Depois de em 2016 ter utilizado um motor com um ano da Ferrrari, a Toro Rosso juntou-se à Red Bul no uso dos motores Renault, mas ambas as equipas consideram que as unidades de potência da marca francesa estão ainda aquém da Mercedes e da Ferrari, e muito provavelmente as duas próximas provas, na Bélgica e na Itália vão lhes ser desfavoráveis. Enquanto a Red Bull acredita que pode estar numa forma “razoável” em Spa, a Toro Rosso está mais apreensiva.
Franz Tost considera que a sua equipa se vai debater bastante no fim de semana: “Nas curvas de média velocidade o carro funciona bastante bem, pois aí o motor não é uma prioridade, tal como foi Canadá, Áustria, Baku ou Silverstone. Espero que uma vez que estejamos em Singapura, América e, espero eu, também no Japão, sejamos competitivos. Espero problemas em Spa e Monza por que há retas tão longas que simplesmente precisamos de potência de motor, algo que nos falta um pouco”.

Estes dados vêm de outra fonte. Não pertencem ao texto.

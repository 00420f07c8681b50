//! Values produced by matches.
//!
//! The engine is generic over the value type. A sequence or repetition
//! builds its result with [`MatchValue::list`]; zero-width matches (negative
//! lookahead, end of input) produce [`MatchValue::nothing`]. Tokens flowing
//! through a stream are values too, which is what lets one grammar's output
//! become another grammar's input.

use std::fmt;

/// Requirements on the values a grammar produces and consumes.
pub trait MatchValue: Clone + PartialEq + fmt::Debug + 'static {
    /// Ordered list of child values (sequence, repetition, optional).
    fn list(items: Vec<Self>) -> Self;

    /// Value of a match that consumed nothing.
    fn nothing() -> Self;

    /// Short description used in failure reports.
    fn describe(&self) -> String {
        format!("{self:?}")
    }
}

/// General-purpose value for character-level grammars.
#[derive(Clone, Debug, PartialEq, Eq, Hash)]
pub enum Value {
    Nothing,
    Char(char),
    Text(String),
    List(Vec<Value>),
}

impl Value {
    pub fn as_char(&self) -> Option<char> {
        match self {
            Value::Char(c) => Some(*c),
            _ => None,
        }
    }

    pub fn as_list(&self) -> Option<&[Value]> {
        match self {
            Value::List(items) => Some(items),
            _ => None,
        }
    }

    /// Concatenate every character and text fragment, depth first.
    pub fn flatten_text(&self) -> String {
        let mut out = String::new();
        let mut stack = vec![self];
        while let Some(value) = stack.pop() {
            match value {
                Value::Nothing => {}
                Value::Char(c) => out.push(*c),
                Value::Text(s) => out.push_str(s),
                Value::List(items) => stack.extend(items.iter().rev()),
            }
        }
        out
    }
}

impl From<char> for Value {
    fn from(c: char) -> Self {
        Value::Char(c)
    }
}

impl MatchValue for Value {
    fn list(items: Vec<Self>) -> Self {
        Value::List(items)
    }

    fn nothing() -> Self {
        Value::Nothing
    }

    fn describe(&self) -> String {
        match self {
            Value::Nothing => "nothing".to_owned(),
            Value::Char(c) => format!("{c:?}"),
            Value::Text(s) => format!("{s:?}"),
            Value::List(items) => format!("list of {}", items.len()),
        }
    }
}
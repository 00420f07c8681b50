//! Running a pattern against an input.
//!
//! [`start`] is the asynchronous form: it returns a matcher actor to which a
//! stream (or anything else) delivers the first cursor. [`Parser`] wraps that
//! in an event loop and hands back the outcome directly.

use std::cell::RefCell;
use std::rc::Rc;

use thiserror::Error;
use tracing::debug;

use crate::actor::{Actor, EventLoop, EventLoopConfig};
use crate::combinator::Pattern;
use crate::cursor::{Cursor, Stream};
use crate::error::RunError;
use crate::protocol::{Failure, Request, Success};
use crate::value::MatchValue;

/// One-shot matcher: on receiving a cursor it matches `pattern` there and
/// forwards the outcome to `ok` or `fail`.
///
/// Sending the matcher to a stream starts the parse at the stream's first
/// cursor.
pub fn start<V: MatchValue>(
    pattern: Pattern<V>,
    ok: Actor<Success<V>>,
    fail: Actor<Failure<V>>,
) -> Actor<Cursor<V>> {
    Actor::from_fn(move |sponsor: &mut EventLoop, input: Cursor<V>| {
        pattern.send(sponsor, Request::new(input, ok.clone(), fail.clone()));
    })
}

/// Why [`Parser::parse`] produced no match.
#[derive(Clone, Debug, Error)]
pub enum ParseError<V: MatchValue> {
    /// The pattern did not match.
    #[error("{0}")]
    Failed(Failure<V>),

    /// A configuration fault or the dispatch limit stopped the event loop.
    #[error(transparent)]
    Halted(#[from] RunError),

    /// The event loop went idle without the pattern answering.
    #[error("the event loop went idle before the match finished")]
    Incomplete,
}

type Outcome<V> = Rc<RefCell<Option<Result<Success<V>, Failure<V>>>>>;

/// Synchronous front end to [`start`].
#[derive(Clone, Debug)]
pub struct Parser<V: 'static> {
    pattern: Pattern<V>,
    config: EventLoopConfig,
}

impl<V: MatchValue> Parser<V> {
    pub fn new(pattern: Pattern<V>) -> Self {
        Parser {
            pattern,
            config: EventLoopConfig::default(),
        }
    }

    #[must_use]
    pub fn with_config(mut self, config: EventLoopConfig) -> Self {
        self.config = config;
        self
    }

    /// Match at the first cursor of `stream`.
    pub fn parse(&self, stream: &Stream<V>) -> Result<Success<V>, ParseError<V>> {
        self.run(|sponsor, matcher| sponsor.send(stream, matcher))
    }

    /// Match at `cursor`.
    pub fn parse_at(&self, cursor: Cursor<V>) -> Result<Success<V>, ParseError<V>> {
        self.run(|sponsor, matcher| sponsor.send(&matcher, cursor))
    }

    fn run<F>(&self, begin: F) -> Result<Success<V>, ParseError<V>>
    where
        F: FnOnce(&mut EventLoop, Actor<Cursor<V>>),
    {
        let outcome: Outcome<V> = Rc::new(RefCell::new(None));
        let ok = {
            let outcome = Rc::clone(&outcome);
            Actor::from_fn(move |_: &mut EventLoop, success: Success<V>| {
                *outcome.borrow_mut() = Some(Ok(success));
            })
        };
        let fail = {
            let outcome = Rc::clone(&outcome);
            Actor::from_fn(move |_: &mut EventLoop, failure: Failure<V>| {
                *outcome.borrow_mut() = Some(Err(failure));
            })
        };

        let mut sponsor = EventLoop::with_config(self.config);
        begin(&mut sponsor, start(self.pattern.clone(), ok, fail));
        let stats = sponsor.run()?;

        let result = outcome.borrow_mut().take();
        match result {
            Some(Ok(success)) => {
                debug!(dispatched = stats.dispatched, span = %success.span(), "match succeeded");
                Ok(success)
            }
            Some(Err(failure)) => {
                debug!(dispatched = stats.dispatched, furthest = %failure.furthest.position(), "match failed");
                Err(ParseError::Failed(failure))
            }
            None => Err(ParseError::Incomplete),
        }
    }
}
//! Lowering errors.

use humus_diagnostic::{Diagnostic, ErrorCode};
use thiserror::Error;

#[derive(Clone, Debug, PartialEq, Eq, Error)]
pub enum CodegenError {
    /// A number literal whose digits are not valid in its radix, or whose
    /// value does not fit 64 bits.
    #[error("invalid number literal `{literal}`")]
    InvalidNumber { literal: String },
}

impl CodegenError {
    pub fn to_diagnostic(&self) -> Diagnostic {
        let diag = Diagnostic::error(ErrorCode::E2001).with_message(self.to_string());
        match self {
            CodegenError::InvalidNumber { .. } => diag.with_note(
                "digits must be valid in the radix (2 to 36) and the value must fit 64 bits",
            ),
        }
    }
}
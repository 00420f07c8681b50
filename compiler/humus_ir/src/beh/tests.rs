#![allow(clippy::unwrap_used, reason = "Tests use unwrap for brevity")]

use pretty_assertions::assert_eq;
use serde_json::json;

use super::*;

fn ident(name: &str) -> ExprBeh {
    ExprBeh::Ident {
        ident: name.into(),
    }
}

#[test]
fn chain_nests_to_the_right() {
    let stmts = vec![
        StmtBeh::Become { expr: ident("a") },
        StmtBeh::Throw { expr: ident("b") },
    ];
    let chain = StmtBeh::chain(stmts.clone());
    assert_eq!(chain.tag(), "stmt_pair");
    assert_eq!(chain.iter().cloned().collect::<Vec<_>>(), stmts);
    assert_eq!(StmtBeh::chain(Vec::new()), StmtBeh::Empty);
    assert_eq!(StmtBeh::Empty.iter().count(), 0);
}

#[test]
fn nodes_serialize_with_beh_tags() {
    let block = ExprBeh::Block {
        vars: vec!["out".into()],
        stmt: Box::new(StmtBeh::chain(vec![StmtBeh::Send {
            msg: ExprBeh::Const { value: Const::False },
            to: ident("out"),
        }])),
    };
    assert_eq!(
        serde_json::to_value(&block).unwrap(),
        json!({
            "beh": "block_expr",
            "vars": ["out"],
            "stmt": {
                "beh": "stmt_pair",
                "head": {
                    "beh": "send_stmt",
                    "msg": {"beh": "const_expr", "value": false},
                    "to": {"beh": "ident_expr", "ident": "out"}
                },
                "tail": {"beh": "empty_stmt"}
            }
        })
    );
}

#[test]
fn equations_and_patterns_serialize() {
    let eqtn = EqtnBeh {
        left: PtrnBeh::Const { value: Const::Nil },
        right: PtrnBeh::Value {
            expr: ExprBeh::Const {
                value: Const::Undefined,
            },
        },
    };
    assert_eq!(eqtn.tag(), "eqtn");
    assert_eq!(
        serde_json::to_value(&eqtn).unwrap(),
        json!({
            "beh": "eqtn",
            "left": {"beh": "const_ptrn", "value": null},
            "right": {"beh": "value_ptrn", "expr": {"beh": "const_expr", "value": "?"}}
        })
    );
}

#[test]
fn case_chains_end_in_case_end() {
    let case = ExprBeh::Case {
        expr: Box::new(ident("x")),
        next: Box::new(CaseBeh::Choice {
            ptrn: PtrnBeh::Any,
            expr: ExprBeh::SelfRef,
            next: Box::new(CaseBeh::End),
        }),
    };
    assert_eq!(
        serde_json::to_value(&case).unwrap(),
        json!({
            "beh": "case_expr",
            "expr": {"beh": "ident_expr", "ident": "x"},
            "next": {
                "beh": "case_choice",
                "ptrn": {"beh": "any_ptrn"},
                "expr": {"beh": "self_expr"},
                "next": {"beh": "case_end"}
            }
        })
    );
}
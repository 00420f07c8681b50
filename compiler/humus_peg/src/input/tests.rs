#![allow(clippy::unwrap_used, reason = "Tests use unwrap for brevity")]

use std::cell::Cell;

use pretty_assertions::assert_eq;

use super::*;
use crate::combinator::{choice, end, one_or_more, predicate_labeled, sequence, terminal, zero_or_more};
use crate::driver::Parser;
use crate::namespace::Namespace;
use crate::value::Value;

fn positions(cursors: &[Cursor<Value>]) -> Vec<(usize, usize, usize)> {
    cursors
        .iter()
        .map(|c| {
            let p = c.position();
            (p.offset, p.row, p.col)
        })
        .collect()
}

fn tokens(cursors: &[Cursor<Value>]) -> Vec<Value> {
    cursors.iter().filter_map(|c| c.token().cloned()).collect()
}

fn class(label: &'static str, test: fn(char) -> bool) -> Pattern<Value> {
    predicate_labeled(label, move |v: &Value| v.as_char().is_some_and(test))
}

/// Words of letters, separated by spaces.
struct Words {
    ns: Namespace<Value>,
}

impl Words {
    fn new() -> Self {
        let mut ns = Namespace::new();
        ns.define("word", one_or_more(class("letter", |c| c.is_ascii_alphabetic())))
            .unwrap();
        ns.transform("word", |_, value: Value, _| Ok(Value::Text(value.flatten_text())))
            .unwrap();
        ns.define("space", zero_or_more(terminal(Value::Char(' '))))
            .unwrap();
        Words { ns }
    }

    fn stream(&self, text: &str) -> Stream<Value> {
        from_peg_skipping(
            from_str(text),
            Some(self.ns.lookup("space")),
            self.ns.lookup("word"),
        )
    }
}

fn text(s: &str) -> Value {
    Value::Text(s.into())
}

#[test]
fn character_positions_track_lines() {
    let cursors = collect(&from_str::<Value>("ab\nc"), EventLoopConfig::default()).unwrap();
    assert_eq!(
        positions(&cursors),
        vec![(0, 0, 0), (1, 0, 1), (2, 0, 2), (3, 1, 0), (4, 1, 1)]
    );
    assert!(cursors[4].is_end());
}

#[test]
fn empty_text_is_a_single_end_cursor() {
    let cursors = collect(&from_str::<Value>(""), EventLoopConfig::default()).unwrap();
    assert_eq!(cursors.len(), 1);
    assert!(cursors[0].is_end());
}

#[test]
fn values_are_indexed_by_offset() {
    let cursors = collect(
        &from_values([text("x"), text("y")]),
        EventLoopConfig::default(),
    )
    .unwrap();
    assert_eq!(positions(&cursors), vec![(0, 0, 0), (1, 0, 1), (2, 0, 2)]);
    assert_eq!(tokens(&cursors), vec![text("x"), text("y")]);
}

#[test]
fn constant_stream_repeats_its_cursor() {
    let cursor = Cursor::<Value>::end(Position::new(9, 2, 3));
    let stream = from_cursor(cursor);
    let cursors = collect(&stream, EventLoopConfig::default()).unwrap();
    assert_eq!(positions(&cursors), vec![(9, 2, 3)]);
}

#[test]
fn derived_stream_yields_one_token_per_match() {
    let words = Words::new();
    let cursors = collect(&words.stream("  ab cd\n"), EventLoopConfig::default()).unwrap();
    assert_eq!(tokens(&cursors), vec![text("ab"), text("cd")]);
    // Token offsets count tokens; rows and columns point past the spaces.
    assert_eq!(positions(&cursors), vec![(0, 0, 2), (1, 0, 5), (2, 0, 7)]);
    // The newline is neither a word nor a space.
    assert!(cursors[2].stall().is_some());
}

#[test]
fn trailing_trivia_ends_the_stream_cleanly() {
    let words = Words::new();
    let cursors = collect(&words.stream("ab   "), EventLoopConfig::default()).unwrap();
    assert_eq!(tokens(&cursors), vec![text("ab")]);
    let last = &cursors[1];
    assert!(last.is_end());
    assert!(last.stall().is_none());
}

#[test]
fn stall_keeps_the_lower_failure() {
    let words = Words::new();
    let cursors = collect(&words.stream("ab 12"), EventLoopConfig::default()).unwrap();
    assert_eq!(tokens(&cursors), vec![text("ab")]);
    let stall = cursors[1].stall().unwrap();
    assert_eq!(stall.furthest.position(), Position::new(3, 0, 3));
    assert_eq!(stall.expected_description(), "expected word");
}

#[test]
fn grammars_layer_over_derived_streams() {
    let words = Words::new();
    let pair = sequence([terminal(text("ab")), terminal(text("cd")), end()]);

    let layered = Parser::new(pair.clone()).parse(&words.stream("ab cd")).unwrap();

    let materialized = collect(&words.stream("ab cd"), EventLoopConfig::default()).unwrap();
    let direct = Parser::new(pair)
        .parse(&from_values(tokens(&materialized)))
        .unwrap();

    assert_eq!(layered.value, direct.value);
    assert_eq!(layered.span().end.offset, direct.span().end.offset);
}

#[test]
fn derived_positions_are_memoized() {
    let words = Words::new();
    let calls = Rc::new(Cell::new(0));
    let counter = Rc::clone(&calls);
    let word = words.ns.lookup("word");
    let counting = Pattern::from_actor(Actor::from_fn(
        move |sponsor: &mut EventLoop, request: Request<Value>| {
            counter.set(counter.get() + 1);
            word.send(sponsor, request);
        },
    ));
    let stream = from_peg_skipping(from_str("ab cd ef"), Some(words.ns.lookup("space")), counting);

    // Backtracking over the same tokens must not re-run the token pattern.
    let either = choice([
        sequence([terminal(text("ab")), terminal(text("cd")), terminal(text("zz"))]),
        sequence([terminal(text("ab")), terminal(text("cd")), terminal(text("ef"))]),
    ]);
    Parser::new(either).parse(&stream).unwrap();
    // Three tokens plus the end of input reached after `ef`.
    assert_eq!(calls.get(), 4);

    collect(&stream, EventLoopConfig::default()).unwrap();
    assert_eq!(calls.get(), 4);
}

#[test]
fn long_derived_streams_drop_safely() {
    let words = Words::new();
    let source = "ab ".repeat(50_000);
    let stream = words.stream(&source);
    let cursors = collect(&stream, EventLoopConfig::default()).unwrap();
    assert_eq!(cursors.len(), 50_001);
    drop(cursors);
    drop(stream);
}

O diretor da equipa Toro Rosso diz que está contente com a forma como a equipa progrediu este ano, dado que não tem os recursos das equipas de topo. Ao longo da temporada tem sentido algumas dificuldades, tendo algum défice de andamento antes da pausa de verão, como tinha sentido quando a época se iniciou na Austrália, em março: “Atualizamos o carro, fizemos alguns progressos mas também temos um orçamento limitado. Não podemos, como as equipas de topo, surgir com muitas atualizações em cada corrida, porque elas têm o dobro do dinheiro que nós temos. Temos que calcular sempre o que fazemos, e acho que até agora temos feito um trabalho razoável”.